| The Red Right Hand
Set during the Vietnam conflict, this is the true story of Frank Lucas' [Washington] rise to power as the sole drug lord of New York and Richie Roberts' [Crowe] mounting case against him. There seems to be a quiet mass of cinema-goers who say this film is slow, boring or unoriginal; incidentally these are also the kind of people who would turn their nose up at some of cinema's greatest numbers but to be honest, I sort of side with them. I realise that's very unlike me but I felt this film was very poorly marketed; the poster campaign was commendable but the TV/online trailers were a little misleading, duping the public into believing this film to be some sort of shoot-em-up, as opposed to the Bladerunner-paced jewel that it is.
The opening scenes were pitch-perfect, with a crooked law enforcement attitude that completely reminded me of Serpico. There is, however, one flaw which knocked this film down from a 9 to an 8 (for me, at least). I know this is going to sound ignorantly disposable and possibly a little dismissive but American Gangster was a little generic. It was very well done, granted, but remains a fairly steady tale of progression and deconstruction. All the clichés are present and accounted for, gap in the crime world filled by the bright young up-and-coming criminal, the womanising, crappy father honest cop, the evil crooked cops, etc, the list goes on. Thankfully, the whole thing is well portrayed but an underlying predictability remains that sullies an otherwise fine arrangement. Having said that, this could be Scott's chance to claim that prized Directorial Oscar but I wouldn't hold my breath for best picture - I doubt the Academy will award a gangster film two years running, that grace will probably go to No Country For Old Men.
Taking a minute to analyse the cast would be a feat in of itself, for the first twenty minutes I just kept watching famous names and faces slide in and out of view with grand style and flare.
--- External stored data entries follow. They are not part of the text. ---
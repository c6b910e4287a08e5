//! Typed translation dictionary tree.

use std::collections::{
    BTreeSet,
    HashMap,
};

use serde_json::Value;

/// A node of a locale dictionary.
///
/// Dictionaries are arbitrarily nested JSON objects whose leaves are strings.
/// Arrays are kept so that numeric path segments (`items.0`) can address them;
/// numbers, booleans and null are kept as [`TranslationNode::Scalar`] and never
/// resolve to display text.
#[derive(Debug, Clone, PartialEq, Eq)]
pub enum TranslationNode {
    Text(String),
    Map(HashMap<String, TranslationNode>),
    List(Vec<TranslationNode>),
    Scalar(String),
}

/// Outcome of descending a dictionary along a key path.
#[derive(Debug, Clone, Copy, PartialEq, Eq)]
pub enum Lookup<'a> {
    /// The path ends on a string leaf.
    Text(&'a str),
    /// The path exists but ends on a mapping, list or non-string scalar.
    NotText,
    /// Some segment of the path does not exist.
    Missing,
}

impl From<Value> for TranslationNode {
    fn from(value: Value) -> Self {
        match value {
            Value::String(s) => Self::Text(s),
            Value::Object(map) => {
                Self::Map(map.into_iter().map(|(key, value)| (key, Self::from(value))).collect())
            }
            Value::Array(items) => Self::List(items.into_iter().map(Self::from).collect()),
            other => Self::Scalar(other.to_string()),
        }
    }
}

impl Default for TranslationNode {
    fn default() -> Self {
        Self::Map(HashMap::new())
    }
}

impl TranslationNode {
    /// Returns the direct child addressed by `segment`, if any.
    #[must_use]
    pub fn child(&self, segment: &str) -> Option<&Self> {
        match self {
            Self::Map(map) => map.get(segment),
            Self::List(items) => {
                if segment.is_empty() || !segment.bytes().all(|b| b.is_ascii_digit()) {
                    return None;
                }
                segment.parse::<usize>().ok().and_then(|index| items.get(index))
            }
            Self::Text(_) | Self::Scalar(_) => None,
        }
    }

    /// Descends one segment at a time and reports where the path ends.
    pub fn lookup<'s, I>(&self, segments: I) -> Lookup<'_>
    where
        I: IntoIterator<Item = &'s str>,
    {
        let mut node = self;
        for segment in segments {
            match node.child(segment) {
                Some(next) => node = next,
                None => return Lookup::Missing,
            }
        }

        match node {
            Self::Text(text) => Lookup::Text(text),
            Self::Map(_) | Self::List(_) | Self::Scalar(_) => Lookup::NotText,
        }
    }

    /// Collects every path that resolves to a string leaf, joined with `separator`.
    #[must_use]
    pub fn text_keys(&self, separator: &str) -> BTreeSet<String> {
        let mut result = BTreeSet::new();
        collect_text_keys(self, separator, None, &mut result);
        result
    }
}

/// Depth-first walk that appends the full key of every text leaf.
fn collect_text_keys(
    node: &TranslationNode,
    separator: &str,
    prefix: Option<&str>,
    result: &mut BTreeSet<String>,
) {
    match node {
        TranslationNode::Map(map) => {
            for (key, value) in map {
                let full_key =
                    prefix.map_or_else(|| key.clone(), |p| format!("{p}{separator}{key}"));
                collect_text_keys(value, separator, Some(&full_key), result);
            }
        }
        TranslationNode::List(items) => {
            for (index, value) in items.iter().enumerate() {
                let full_key =
                    prefix.map_or_else(|| index.to_string(), |p| format!("{p}{separator}{index}"));
                collect_text_keys(value, separator, Some(&full_key), result);
            }
        }
        TranslationNode::Text(_) => {
            if let Some(key) = prefix {
                result.insert(key.to_string());
            }
        }
        TranslationNode::Scalar(_) => {}
    }
}

#[cfg(test)]
mod tests {
    use googletest::prelude::*;
    use rstest::*;
    use serde_json::json;

    use super::*;

    #[fixture]
    fn dictionary() -> TranslationNode {
        TranslationNode::from(json!({
            "common": {
                "getInTouch": "Get in touch",
                "learnMore": "Learn more"
            },
            "nav": {
                "items": ["Home", "About"]
            },
            "stats": {
                "clients": 120,
                "enabled": true,
                "none": null
            }
        }))
    }

    #[rstest]
    #[case::nested_leaf("common.getInTouch", Lookup::Text("Get in touch"))]
    #[case::list_index("nav.items.1", Lookup::Text("About"))]
    #[case::branch("common", Lookup::NotText)]
    #[case::list_branch("nav.items", Lookup::NotText)]
    #[case::number_leaf("stats.clients", Lookup::NotText)]
    #[case::null_leaf("stats.none", Lookup::NotText)]
    #[case::missing_leaf("common.missing", Lookup::Missing)]
    #[case::missing_root("footer.title", Lookup::Missing)]
    #[case::past_leaf("common.getInTouch.extra", Lookup::Missing)]
    #[case::list_out_of_range("nav.items.5", Lookup::Missing)]
    #[case::list_signed_index("nav.items.+1", Lookup::Missing)]
    fn lookup_cases(
        dictionary: TranslationNode,
        #[case] key: &str,
        #[case] expected: Lookup<'static>,
    ) {
        assert_eq!(dictionary.lookup(key.split('.')), expected);
    }

    #[rstest]
    fn lookup_with_no_segments_is_not_text(dictionary: TranslationNode) {
        assert_eq!(dictionary.lookup(std::iter::empty()), Lookup::NotText);
    }

    #[rstest]
    fn text_keys_lists_only_string_leaves(dictionary: TranslationNode) {
        let keys = dictionary.text_keys(".");

        assert_that!(
            keys.into_iter().collect::<Vec<_>>(),
            elements_are![
                eq("common.getInTouch"),
                eq("common.learnMore"),
                eq("nav.items.0"),
                eq("nav.items.1"),
            ]
        );
    }

    #[rstest]
    fn default_node_is_empty_map() {
        assert_eq!(TranslationNode::default().lookup(["a"]), Lookup::Missing);
    }
}
//! Localization: locale dictionaries, locale selection and key resolution.

pub mod dictionary;
pub mod loader;
pub mod locale;
pub mod preference;
pub mod translator;
mod types;

pub use dictionary::{
    Lookup,
    TranslationNode,
};
pub use loader::{
    Dictionary,
    discover_dictionaries,
    load_dictionary_file,
};
pub use locale::{
    LocaleContext,
    LocaleRegistry,
};
pub use preference::{
    FilePreferenceStore,
    PREFERENCE_KEY,
    PreferenceStore,
};
pub use translator::{
    Params,
    ScopedTranslator,
    Translator,
    interpolate,
};
pub use types::{
    I18nError,
    PreferenceError,
};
Every performance was riveting and full of depth; Chiwetel Ejiofor furthered his on-going greatness with another astounding belter, as did Josh Brolin but, naturally, this film is carried on the wings of Academy Award winning legends Denzel Washington and Russell Crowe. American Gangster will no doubt be drawn into comparative light with The Departed but this is a mistake. This film follows a clear line of the rise and fall of a gangster, similar to Goodfellas whereas the structure and pace of the film closely resembles L.A. Confidential or Blow; either way, this is an exceptional piece that will be immensely enjoyed by all fans of gangster flicks.
16th November 2007
The Scene To Look Out For:
During the peak of Lucas' success he casts aside his own advice and arrives at the big '71 fight between Muhammad Ali and Joe Frazier, with ring-side seats, better than the heads of the Italian families. It's this act (and more importantly a large, hideous, striped fur coat) that gets him noticed by the cops and sets him on a path to complete downfall.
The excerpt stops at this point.